So I will be creating a feature to a php application that does the following:
- Create a session that expires after 30 minutes.
- After 30 minutes, if there is no user activity in the application (including typing to a textbox, moving a mouse throughout the page), the session will be destroyed and the system will redirect itself to a logout page (logout.php). What I mean by keyboard/mouse is only specific to the system, if the system is open while I am doing other things outside of the system, the system should consider it idol.
- If the session has moments left to live (E.G. 15 seconds) and there is user activity, the session's life would be extended to another 30 minutes. The reason for this is if a user is inputting a critical information, it would be highly inconvenient to log him/her out just before submitting the form. This is why keyboard and mouse movements should be detected by the system.
I have come up with two possible solutions, but I am not satisfied with them.
First solution
I will almost use javascript for everything.
- Manage the session or cookie (I am not really sure if javascript recognizes server side sessions)
- Detect keyboard/mouse activity
- Extend the life of the session/cookie
- Redirect to logout.php to destroy the session
I believe this solution is extremely bad. I believe there are ways to manipulate javascript code to change it (to prevent the redirection to logout.php, for example). That is, I am doing a process that should be done in the server.
Second solution
- use javascript to detect keyboard/mouse activity as before.
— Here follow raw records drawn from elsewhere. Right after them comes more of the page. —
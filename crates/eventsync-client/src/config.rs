//! Client configuration.
//!
//! All settings live in a single `config.toml` file at
//! `~/.config/eventsync/config.toml` by default.
//!
//! Credential values (`access_token`, `api_key`) support secret references:
//! - `pass::path/in/store`: resolved via `pass show`
//! - `env::VAR_NAME`: resolved from the environment
//! - plain text: used as-is

use std::path::{Path, PathBuf};
use std::time::Duration;

use chrono_tz::Tz;
use eventsync_providers::{DEFAULT_GEOCODING_DOMAIN, SiteConfig};
use eventsync_server::{RetryPolicy, SyncConfig};
use serde::{Deserialize, Serialize};

/// Configuration for the eventsync client.
#[derive(Debug, Clone, Default, Serialize, Deserialize)]
#[serde(default)]
pub struct ClientConfig {
    pub calendar: CalendarSettings,
    pub geocoding: GeocodingSettings,
    /// Public site the events are published on.
    pub site: Option<SiteConfig>,
    pub sync: SyncSettings,
    pub store: StoreSettings,
}

/// Remote calendar settings.
#[derive(Debug, Clone, Serialize, Deserialize)]
#[serde(default)]
pub struct CalendarSettings {
    /// Calendar to mirror.
    pub id: Option<String>,
    /// IANA zone of local event times.
    pub timezone: String,
    /// OAuth bearer token (supports `pass::` and `env::` prefixes).
    pub access_token: Option<String>,
    /// Request timeout in seconds.
    pub timeout_secs: u64,
}

impl Default for CalendarSettings {
    fn default() -> Self {
        Self {
            id: None,
            timezone: "UTC".to_string(),
            access_token: None,
            timeout_secs: 30,
        }
    }
}

/// Geocoding service settings.
#[derive(Debug, Clone, Serialize, Deserialize)]
#[serde(default)]
pub struct GeocodingSettings {
    /// API host, for regional endpoints.
    pub domain: String,
    /// API key (supports `pass::` and `env::` prefixes).
    pub api_key: Option<String>,
    pub timeout_secs: u64,
}

impl Default for GeocodingSettings {
    fn default() -> Self {
        Self {
            domain: DEFAULT_GEOCODING_DOMAIN.to_string(),
            api_key: None,
            timeout_secs: 10,
        }
    }
}

/// Pull and push scheduling.
#[derive(Debug, Clone, Serialize, Deserialize)]
#[serde(default)]
pub struct SyncSettings {
    /// Seconds between pull cycles.
    pub interval_secs: u64,
    /// Attempts per push, including the first.
    pub push_attempts: u32,
}

impl Default for SyncSettings {
    fn default() -> Self {
        Self {
            interval_secs: 900,
            push_attempts: 5,
        }
    }
}

/// Local store settings.
#[derive(Debug, Clone, Default, Serialize, Deserialize)]
#[serde(default)]
pub struct StoreSettings {
    /// JSON store file; `~` expands to the home directory.
    pub path: Option<PathBuf>,
}

impl ClientConfig {
    /// Loads configuration from the default path.
    pub fn load() -> Result<Self, String> {
        let path = Self::default_path();
        if path.exists() {
            Self::load_from(&path)
        } else {
            Ok(Self::default())
        }
    }

    /// Loads configuration from a specific path.
    pub fn load_from(path: &Path) -> Result<Self, String> {
        let content =
            std::fs::read_to_string(path).map_err(|e| format!("failed to read config: {}", e))?;
        toml::from_str(&content).map_err(|e| format!("failed to parse config: {}", e))
    }

    /// Returns the default configuration file path.
    pub fn default_path() -> PathBuf {
        Self::default_config_dir().join("config.toml")
    }

    /// Returns the default configuration directory.
    pub fn default_config_dir() -> PathBuf {
        dirs::config_dir()
            .unwrap_or_else(|| PathBuf::from("."))
            .join("eventsync")
    }

    /// Returns the default data directory path.
    pub fn default_data_dir() -> PathBuf {
        dirs::data_dir()
            .unwrap_or_else(|| PathBuf::from("."))
            .join("eventsync")
    }

    /// Path of the JSON event store.
    pub fn store_path(&self) -> PathBuf {
        match self.store.path {
            Some(ref path) => expand_home(path),
            None => Self::default_data_dir().join("events.json"),
        }
    }

    /// Builds the sync engine configuration.
    pub fn to_sync_config(&self) -> Result<SyncConfig, String> {
        let calendar_id = self.calendar.id.as_deref().ok_or_else(|| {
            format!(
                "no calendar configured. Add to {}:\n  \
                 [calendar]\n  \
                 id = \"YOUR_CALENDAR@group.calendar.google.com\"",
                Self::default_path().display()
            )
        })?;

        let timezone: Tz = self
            .calendar
            .timezone
            .parse()
            .map_err(|e| format!("invalid calendar timezone {:?}: {}", self.calendar.timezone, e))?;

        if self.sync.interval_secs == 0 {
            return Err("sync interval_secs must be greater than zero".to_string());
        }

        let mut config = SyncConfig::new(calendar_id)
            .with_timezone(timezone)
            .with_geocoding_domain(&self.geocoding.domain)
            .with_pull_interval(Duration::from_secs(self.sync.interval_secs))
            .with_retry(RetryPolicy::default().with_max_attempts(self.sync.push_attempts));

        if let Some(ref site) = self.site {
            config = config.with_site(site.clone());
        }

        Ok(config)
    }

    /// Resolves the calendar access token.
    pub fn access_token(&self) -> Result<String, String> {
        let raw = self.calendar.access_token.as_deref().ok_or_else(|| {
            "access_token is missing from [calendar] section in config.toml".to_string()
        })?;
        crate::secret::resolve(raw).map_err(|e| format!("failed to resolve access_token: {}", e))
    }

    /// Resolves the geocoding API key, if one is configured.
    pub fn geocoding_api_key(&self) -> Result<Option<String>, String> {
        self.geocoding
            .api_key
            .as_deref()
            .map(|raw| {
                crate::secret::resolve(raw).map_err(|e| format!("failed to resolve api_key: {}", e))
            })
            .transpose()
    }
}

fn expand_home(path: &Path) -> PathBuf {
    match path.strip_prefix("~") {
        Ok(rest) => dirs::home_dir()
            .map(|home| home.join(rest))
            .unwrap_or_else(|| path.to_path_buf()),
        Err(_) => path.to_path_buf(),
    }
}
//! CLI, configuration, command wiring
//!
//! This crate provides the `eventsync` command-line interface.

pub mod cli;
pub mod commands;
pub mod config;
pub mod error;
pub mod secret;

pub use cli::Cli;
pub use error::{ClientError, ClientResult};
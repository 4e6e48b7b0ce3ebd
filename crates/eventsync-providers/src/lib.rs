//! Remote services and the event transformation layer.
//!
//! This crate holds everything that talks to the outside world:
//!
//! - [`CalendarService`] - The remote calendar: list all events, upsert one
//! - [`GeoResolver`] - Address to coordinates lookup
//! - [`EventTransformer`] - Conversion between [`EventPayload`] and local records
//! - [`ProviderError`] - Error types for calendar operations
//!
//! # Architecture
//!
//! ```text
//!   pull                                   push
//! ┌──────────────────┐              ┌──────────────────┐
//! │ Google Calendar  │◄─────────────│ upsert_event()   │
//! └────────┬─────────┘              └────────▲─────────┘
//!          │ list_events()                   │
//!          ▼                                 │
//! ┌──────────────────┐              ┌──────────────────┐
//! │  EventPayload    │              │  OutboundEvent   │
//! └────────┬─────────┘              └────────▲─────────┘
//!          │ from_remote()                   │ to_remote()
//!          ▼                                 │
//! ┌──────────────────┐              ┌──────────────────┐
//! │ EventRecordUpdate│─────────────►│   EventRecord    │
//! └──────────────────┘   (store)    └──────────────────┘
//! ```
//!
//! # Example
//!
//! ```ignore
//! use eventsync_providers::{CalendarService, EventTransformer};
//!
//! async fn pull(service: &dyn CalendarService, transformer: &EventTransformer) {
//!     for payload in service.list_events(transformer.calendar_id()).await? {
//!         match transformer.from_remote(&payload) {
//!             Ok(update) => { /* upsert locally */ }
//!             Err(rejection) => { /* skip */ }
//!         }
//!     }
//! }
//! ```

pub mod calendar;
pub mod error;
pub mod geocode;
pub mod google;
pub mod payload;
pub mod transform;

// Re-export main types at crate root
pub use calendar::{BoxFuture, CalendarService, UnavailableCalendar};
pub use error::{ProviderError, ProviderErrorCode, ProviderResult};
pub use geocode::{GeoPoint, GeoResolver, GeocodeError, GeocodeResult};
pub use google::{DEFAULT_GEOCODING_DOMAIN, GoogleCalendarClient, GoogleGeocoder};
pub use payload::{BoundaryPayload, CATEGORIES_PROPERTY, EventPayload, EventSource, OutboundEvent};
pub use transform::{EventTransformer, Rejection, SiteConfig, derived_event_id, parse_categories};
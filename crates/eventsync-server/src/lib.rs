//! Sync engine: pull cycles, push queue, save path, scheduling.
//!
//! This crate wires the services from `eventsync-providers` to a local
//! [`EventStore`]:
//! - [`Synchronizer`] pulls the remote calendar into the store
//! - [`PushDispatcher`] and [`PushWorker`] push published records back out
//! - [`EventEditor`] is the save path for local edits, including geocoding
//! - [`PullScheduler`] repeats pulls on an interval
//!
//! # Example
//!
//! ```rust,no_run
//! use std::sync::Arc;
//! use eventsync_providers::GoogleCalendarClient;
//! use eventsync_server::{MemoryStore, SyncConfig, Synchronizer};
//!
//! #[tokio::main]
//! async fn main() -> Result<(), Box<dyn std::error::Error>> {
//!     let config = SyncConfig::new("primary");
//!     let calendar = GoogleCalendarClient::new("token", std::time::Duration::from_secs(30))?;
//!     let sync = Synchronizer::new(
//!         Arc::new(calendar),
//!         Arc::new(MemoryStore::new()),
//!         Arc::new(config.transformer()?),
//!     );
//!     let report = sync.pull().await?;
//!     println!("{} created, {} updated", report.created, report.updated);
//!     Ok(())
//! }
//! ```

mod config;
mod editor;
mod error;
mod push;
mod scheduler;
mod store;
mod sync;

pub use config::{RetryPolicy, SyncConfig};
pub use editor::EventEditor;
pub use error::{ConfigError, PushError, SaveError, StoreError, StoreResult, SyncError};
pub use push::{PushDispatcher, PushJob, PushWorker};
pub use scheduler::{
    PullScheduler, SchedulerCommand, SchedulerConfig, SchedulerHandle, SchedulerState,
    SharedSchedulerState,
};
pub use store::{EventStore, JsonFileStore, MemoryStore, RemoteUpsert};
pub use sync::{SyncPhase, SyncReport, Synchronizer};
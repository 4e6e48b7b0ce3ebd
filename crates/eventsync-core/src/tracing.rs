//! Tracing setup shared by the eventsync binaries.
//!
//! ```ignore
//! use eventsync_core::tracing::{init_tracing, TracingConfig};
//!
//! init_tracing(TracingConfig::daemon())?;
//! ```

use thiserror::Error;
use tracing::Level;
use tracing_subscriber::{
    EnvFilter,
    fmt::{self, format::FmtSpan},
    prelude::*,
};

/// Errors that can occur during tracing initialization.
#[derive(Debug, Error)]
pub enum TracingError {
    #[error("failed to set global tracing subscriber: {0}")]
    SetGlobalSubscriber(#[from] tracing::subscriber::SetGlobalDefaultError),

    #[error("failed to parse env filter: {0}")]
    EnvFilter(#[from] tracing_subscriber::filter::ParseError),
}

/// Output format for log lines.
#[derive(Debug, Clone, Copy, Default, PartialEq, Eq)]
pub enum TracingOutputFormat {
    /// Single-line human-readable output.
    #[default]
    Compact,
    /// JSON objects, one per line, for the long-running sync daemon.
    Json,
}

/// Configuration for tracing initialization.
#[derive(Debug, Clone)]
pub struct TracingConfig {
    /// Level used when `RUST_LOG` is not set.
    pub default_level: Level,
    pub output_format: TracingOutputFormat,
    /// Include file and line of the call site.
    pub include_location: bool,
    /// Log span open/close, useful for timing pull cycles.
    pub include_span_events: bool,
    /// Explicit filter directive, takes precedence over `RUST_LOG`.
    pub env_filter: Option<String>,
}

impl Default for TracingConfig {
    fn default() -> Self {
        Self {
            default_level: Level::INFO,
            output_format: TracingOutputFormat::Compact,
            include_location: false,
            include_span_events: false,
            env_filter: None,
        }
    }
}

impl TracingConfig {
    /// Config for one-shot CLI commands.
    #[must_use]
    pub fn cli(debug: bool) -> Self {
        Self {
            default_level: if debug { Level::DEBUG } else { Level::INFO },
            include_location: debug,
            ..Self::default()
        }
    }

    /// Config for the long-running sync daemon.
    #[must_use]
    pub fn daemon() -> Self {
        Self {
            default_level: Level::INFO,
            output_format: TracingOutputFormat::Json,
            include_location: true,
            include_span_events: true,
            env_filter: None,
        }
    }

    #[must_use]
    pub fn with_level(mut self, level: Level) -> Self {
        self.default_level = level;
        self
    }

    #[must_use]
    pub fn with_env_filter(mut self, filter: impl Into<String>) -> Self {
        self.env_filter = Some(filter.into());
        self
    }

    fn build_filter(&self) -> Result<EnvFilter, TracingError> {
        match self.env_filter {
            Some(ref filter) => Ok(EnvFilter::try_new(filter)?),
            None => Ok(EnvFilter::try_from_default_env()
                .unwrap_or_else(|_| EnvFilter::new(format!("eventsync={}", self.default_level)))),
        }
    }
}

/// Installs the global subscriber. Call once at startup.
///
/// # Errors
///
/// Fails if a global subscriber is already set or the filter is invalid.
pub fn init_tracing(config: TracingConfig) -> Result<(), TracingError> {
    let env_filter = config.build_filter()?;
    let span_events = if config.include_span_events {
        FmtSpan::NEW | FmtSpan::CLOSE
    } else {
        FmtSpan::NONE
    };

    match config.output_format {
        TracingOutputFormat::Compact => {
            let subscriber = tracing_subscriber::registry().with(env_filter).with(
                fmt::layer()
                    .compact()
                    .with_file(config.include_location)
                    .with_line_number(config.include_location)
                    .with_span_events(span_events),
            );
            tracing::subscriber::set_global_default(subscriber)?;
        }
        TracingOutputFormat::Json => {
            let subscriber = tracing_subscriber::registry().with(env_filter).with(
                fmt::layer()
                    .json()
                    .with_file(config.include_location)
                    .with_line_number(config.include_location)
                    .with_span_events(span_events),
            );
            tracing::subscriber::set_global_default(subscriber)?;
        }
    }

    Ok(())
}
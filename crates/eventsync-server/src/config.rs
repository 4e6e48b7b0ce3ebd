//! Sync configuration.

use std::time::Duration;

use chrono_tz::Tz;
use eventsync_providers::{DEFAULT_GEOCODING_DOMAIN, EventTransformer, SiteConfig};

use crate::error::ConfigError;

/// Retry schedule for push deliveries.
#[derive(Debug, Clone, PartialEq)]
pub struct RetryPolicy {
    /// Total attempts, including the first.
    pub max_attempts: u32,
    /// Delay before the second attempt.
    pub initial_backoff: Duration,
    /// Upper bound on any delay.
    pub max_backoff: Duration,
    pub multiplier: f64,
}

impl Default for RetryPolicy {
    fn default() -> Self {
        Self {
            max_attempts: 5,
            initial_backoff: Duration::from_secs(2),
            max_backoff: Duration::from_secs(120),
            multiplier: 2.0,
        }
    }
}

impl RetryPolicy {
    /// Builder: set max attempts (at least one).
    pub fn with_max_attempts(mut self, attempts: u32) -> Self {
        self.max_attempts = attempts.max(1);
        self
    }

    /// Builder: set backoff parameters.
    pub fn with_backoff(mut self, initial: Duration, max: Duration, multiplier: f64) -> Self {
        self.initial_backoff = initial;
        self.max_backoff = max;
        self.multiplier = multiplier;
        self
    }

    /// Delay to wait after `failed_attempts` consecutive failures.
    pub fn backoff_delay(&self, failed_attempts: u32) -> Duration {
        exponential_backoff(
            self.initial_backoff,
            self.max_backoff,
            self.multiplier,
            failed_attempts,
        )
    }
}

/// `initial * multiplier^(failures - 1)`, capped at `max`; zero before any failure.
pub(crate) fn exponential_backoff(
    initial: Duration,
    max: Duration,
    multiplier: f64,
    failures: u32,
) -> Duration {
    if failures == 0 {
        return Duration::ZERO;
    }

    let delay = initial.as_secs_f64() * multiplier.powi(failures as i32 - 1);
    Duration::from_secs_f64(delay.min(max.as_secs_f64()))
}

/// Everything the sync engine needs to know about its environment.
#[derive(Debug, Clone)]
pub struct SyncConfig {
    /// Remote calendar to mirror.
    pub calendar_id: String,
    /// Zone local dates and times are expressed in.
    pub timezone: Tz,
    /// Public site, used to link pushed events back to their page.
    pub site: Option<SiteConfig>,
    pub geocoding_domain: String,
    pub pull_interval: Duration,
    pub retry: RetryPolicy,
}

impl SyncConfig {
    /// Creates a configuration for a calendar, in UTC.
    pub fn new(calendar_id: impl Into<String>) -> Self {
        Self {
            calendar_id: calendar_id.into(),
            timezone: Tz::UTC,
            site: None,
            geocoding_domain: DEFAULT_GEOCODING_DOMAIN.to_string(),
            pull_interval: Duration::from_secs(900),
            retry: RetryPolicy::default(),
        }
    }

    pub fn with_timezone(mut self, timezone: Tz) -> Self {
        self.timezone = timezone;
        self
    }

    pub fn with_site(mut self, site: SiteConfig) -> Self {
        self.site = Some(site);
        self
    }

    pub fn with_geocoding_domain(mut self, domain: impl Into<String>) -> Self {
        self.geocoding_domain = domain.into();
        self
    }

    pub fn with_pull_interval(mut self, interval: Duration) -> Self {
        self.pull_interval = interval;
        self
    }

    pub fn with_retry(mut self, retry: RetryPolicy) -> Self {
        self.retry = retry;
        self
    }

    /// Builds the transformer for this calendar and site.
    pub fn transformer(&self) -> Result<EventTransformer, ConfigError> {
        let transformer = EventTransformer::new(self.calendar_id.clone(), self.timezone);
        match &self.site {
            Some(site) => {
                let url = site.base_url().map_err(|source| ConfigError::InvalidSiteUrl {
                    domain: site.domain.clone(),
                    source,
                })?;
                Ok(transformer.with_site_url(url))
            }
            None => Ok(transformer),
        }
    }
}

#[cfg(test)]
mod tests {
    use super::*;

    #[test]
    fn default_config() {
        let config = SyncConfig::new("primary");
        assert_eq!(config.timezone, Tz::UTC);
        assert_eq!(config.geocoding_domain, "maps.googleapis.com");
        assert_eq!(config.pull_interval, Duration::from_secs(900));
        assert!(config.site.is_none());
    }

    #[test]
    fn backoff_delay_doubles_and_caps() {
        let retry = RetryPolicy::default().with_backoff(
            Duration::from_secs(1),
            Duration::from_secs(10),
            2.0,
        );

        assert_eq!(retry.backoff_delay(0), Duration::ZERO);
        assert_eq!(retry.backoff_delay(1), Duration::from_secs(1));
        assert_eq!(retry.backoff_delay(2), Duration::from_secs(2));
        assert_eq!(retry.backoff_delay(3), Duration::from_secs(4));
        assert_eq!(retry.backoff_delay(8), Duration::from_secs(10));
    }

    #[test]
    fn max_attempts_is_at_least_one() {
        assert_eq!(RetryPolicy::default().with_max_attempts(0).max_attempts, 1);
    }

    #[test]
    fn transformer_carries_site_url() {
        let config = SyncConfig::new("primary")
            .with_timezone(chrono_tz::Europe::London)
            .with_site(SiteConfig::new("events.example.org"));
        let transformer = config.transformer().unwrap();
        assert_eq!(transformer.calendar_id(), "primary");
        assert_eq!(transformer.timezone(), chrono_tz::Europe::London);
    }

    #[test]
    fn bad_site_domain_is_reported() {
        let config = SyncConfig::new("primary").with_site(SiteConfig::new("bad domain"));
        let err = config.transformer().unwrap_err();
        assert!(err.to_string().contains("bad domain"));
    }
}
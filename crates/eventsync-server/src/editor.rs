//! Save path for locally edited events.
//!
//! [`EventEditor::save`] validates a draft, resolves its mappable location,
//! persists it and, when the save publishes the event, hands it to the
//! [`PushDispatcher`]. A failed lookup aborts before anything is written, so
//! the stored record keeps its previous coordinates.

use std::sync::Arc;

use eventsync_core::{
    Coordinates, EventDraft, EventRecord, RecordId, default_mappable_location,
};
use eventsync_providers::GeoResolver;
use tracing::{debug, info, warn};

use crate::error::{SaveError, StoreError};
use crate::push::PushDispatcher;
use crate::store::EventStore;

/// Applies drafts to the store.
pub struct EventEditor {
    store: Arc<dyn EventStore>,
    geocoder: Arc<dyn GeoResolver>,
    dispatcher: PushDispatcher,
}

impl EventEditor {
    pub fn new(
        store: Arc<dyn EventStore>,
        geocoder: Arc<dyn GeoResolver>,
        dispatcher: PushDispatcher,
    ) -> Self {
        Self {
            store,
            geocoder,
            dispatcher,
        }
    }

    /// Saves a draft, creating the record if `draft.id` is unset.
    ///
    /// Times the calendar zone skips over are rejected, so every stored
    /// timed boundary maps to one remote instant and back. Push problems are
    /// logged and never fail the save.
    pub async fn save(&self, draft: &EventDraft) -> Result<EventRecord, SaveError> {
        let manual = draft.validate()?;
        let tz = self.dispatcher.timezone();
        draft.start().check_exists_in(tz)?;
        draft.end().check_exists_in(tz)?;

        let existing = match draft.id {
            Some(id) => Some(
                self.store
                    .get(id)
                    .await?
                    .ok_or(StoreError::NotFound(id))?,
            ),
            None => None,
        };

        let mut mappable = draft.mappable_location.trim().to_string();
        if mappable.is_empty() && manual.is_none() {
            mappable = default_mappable_location(&draft.location);
        }

        let (mappable, coordinates) = self
            .locate(existing.as_ref(), mappable, manual)
            .await?;

        let was_published = existing.as_ref().is_some_and(|r| r.status.is_published());
        let mut record = match existing {
            Some(mut record) => {
                record.apply_draft(draft, mappable, coordinates);
                self.store.update(&record).await?;
                record
            }
            None => {
                let mut record =
                    EventRecord::new(RecordId(0), draft.title.clone(), draft.start(), draft.end(), "");
                record.apply_draft(draft, mappable, coordinates);
                self.store.create(record).await?
            }
        };
        info!(record_id = %record.id, status = ?record.status, "event saved");

        if record.status.is_published() && !was_published {
            if let Err(e) = self.dispatcher.push(&mut record).await {
                warn!(record_id = %record.id, error = %e, "could not queue push");
            }
        }

        Ok(record)
    }

    /// Resolves the mappable location into the address and coordinates to store.
    ///
    /// The lookup runs only when the address differs from the stored one or
    /// the record has no coordinates yet; a resolved address replaces any
    /// manual coordinates.
    async fn locate(
        &self,
        existing: Option<&EventRecord>,
        mappable: String,
        manual: Option<Coordinates>,
    ) -> Result<(String, Option<Coordinates>), SaveError> {
        if mappable.is_empty() {
            return Ok((mappable, manual));
        }

        if let Some(record) = existing
            && record.mappable_location == mappable
            && let Some(coordinates) = record.coordinates()
        {
            debug!(record_id = %record.id, "mappable location unchanged, keeping coordinates");
            return Ok((mappable, Some(coordinates)));
        }

        let point = self.geocoder.resolve(&mappable).await?;
        debug!(address = %mappable, resolved = %point.address, "location resolved");
        Ok((point.address, Some(point.coordinates)))
    }
}
//! Pull command: one pull cycle.

use std::sync::Arc;

use eventsync_server::Synchronizer;

use crate::cli::Cli;
use crate::config::ClientConfig;
use crate::error::{ClientError, ClientResult};

/// Pulls the remote calendar once and prints the counts.
pub async fn run(cli: &Cli, config: &ClientConfig) -> ClientResult<()> {
    let sync_config = config.to_sync_config().map_err(ClientError::Config)?;
    let store = super::open_store(cli, config).await?;
    let synchronizer = Synchronizer::new(
        super::calendar(config)?,
        super::as_event_store(&store),
        Arc::new(sync_config.transformer()?),
    );

    let report = synchronizer.pull().await?;
    println!(
        "fetched {}, created {}, updated {}, skipped {}, failed {}",
        report.fetched, report.created, report.updated, report.skipped, report.failed
    );
    Ok(())
}
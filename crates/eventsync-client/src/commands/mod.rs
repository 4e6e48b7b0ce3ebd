//! Command implementations and the service wiring they share.

pub mod config;
pub mod list;
pub mod pull;
pub mod run;
pub mod save;

use std::path::PathBuf;
use std::sync::Arc;
use std::time::Duration;

use eventsync_providers::{CalendarService, GoogleCalendarClient, GoogleGeocoder};
use eventsync_server::{EventStore, JsonFileStore};
use tracing::debug;

use crate::cli::Cli;
use crate::config::ClientConfig;
use crate::error::{ClientError, ClientResult};

/// Opens the JSON store named on the command line or in the configuration.
pub(crate) async fn open_store(cli: &Cli, config: &ClientConfig) -> ClientResult<Arc<JsonFileStore>> {
    let path: PathBuf = cli.store.clone().unwrap_or_else(|| config.store_path());
    debug!(path = %path.display(), "opening event store");
    Ok(Arc::new(JsonFileStore::open(path).await?))
}

/// Builds the Google Calendar client.
pub(crate) fn calendar(config: &ClientConfig) -> ClientResult<Arc<dyn CalendarService>> {
    let token = config.access_token().map_err(ClientError::Config)?;
    let client = GoogleCalendarClient::new(
        token,
        Duration::from_secs(config.calendar.timeout_secs),
    )?;
    Ok(Arc::new(client))
}

/// Builds the geocoder for the configured domain.
pub(crate) fn geocoder(config: &ClientConfig) -> ClientResult<Arc<GoogleGeocoder>> {
    let mut geocoder = GoogleGeocoder::new(
        config.geocoding.domain.clone(),
        Duration::from_secs(config.geocoding.timeout_secs),
    )
    .map_err(|e| ClientError::Provider(format!("failed to create geocoder: {}", e)))?;

    if let Some(key) = config.geocoding_api_key().map_err(ClientError::Config)? {
        geocoder = geocoder.with_api_key(key);
    }
    Ok(Arc::new(geocoder))
}

/// Store handle as the trait object the engine takes.
pub(crate) fn as_event_store(store: &Arc<JsonFileStore>) -> Arc<dyn EventStore> {
    store.clone()
}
- 15 seconds before 30 minutes, I will have to send an ajax request to a php page. The ajax request contains the information whether there is user activity during this time.
- Now this particular php page manages the information sent by ajax. If user activity is detected, php just extends the session's life. Otherwise it has to redirect to logout.php either through ajax's .done function or through other means.
I don't think the processes I described above are good solutions. Specifically the heavy use of javascript to do server side things. My problem is I cannot find a way to detect keyboard/mouse movements using php. Everything I found regarding how to do this is by using javascript (understandably since user actions are done in the browser and not in the server).
How should I proceed? What would be the best and most secure solution?
Best Answer
Your second solution is best solution. I believe this because it should fundamentally be the clients responsibility to inform the server that they are still active. The server can then do as it must from there.
This gives the server all the control over what happens. The only control the client has is to designate if the user is still active or not. Which is a proper client/server relationship.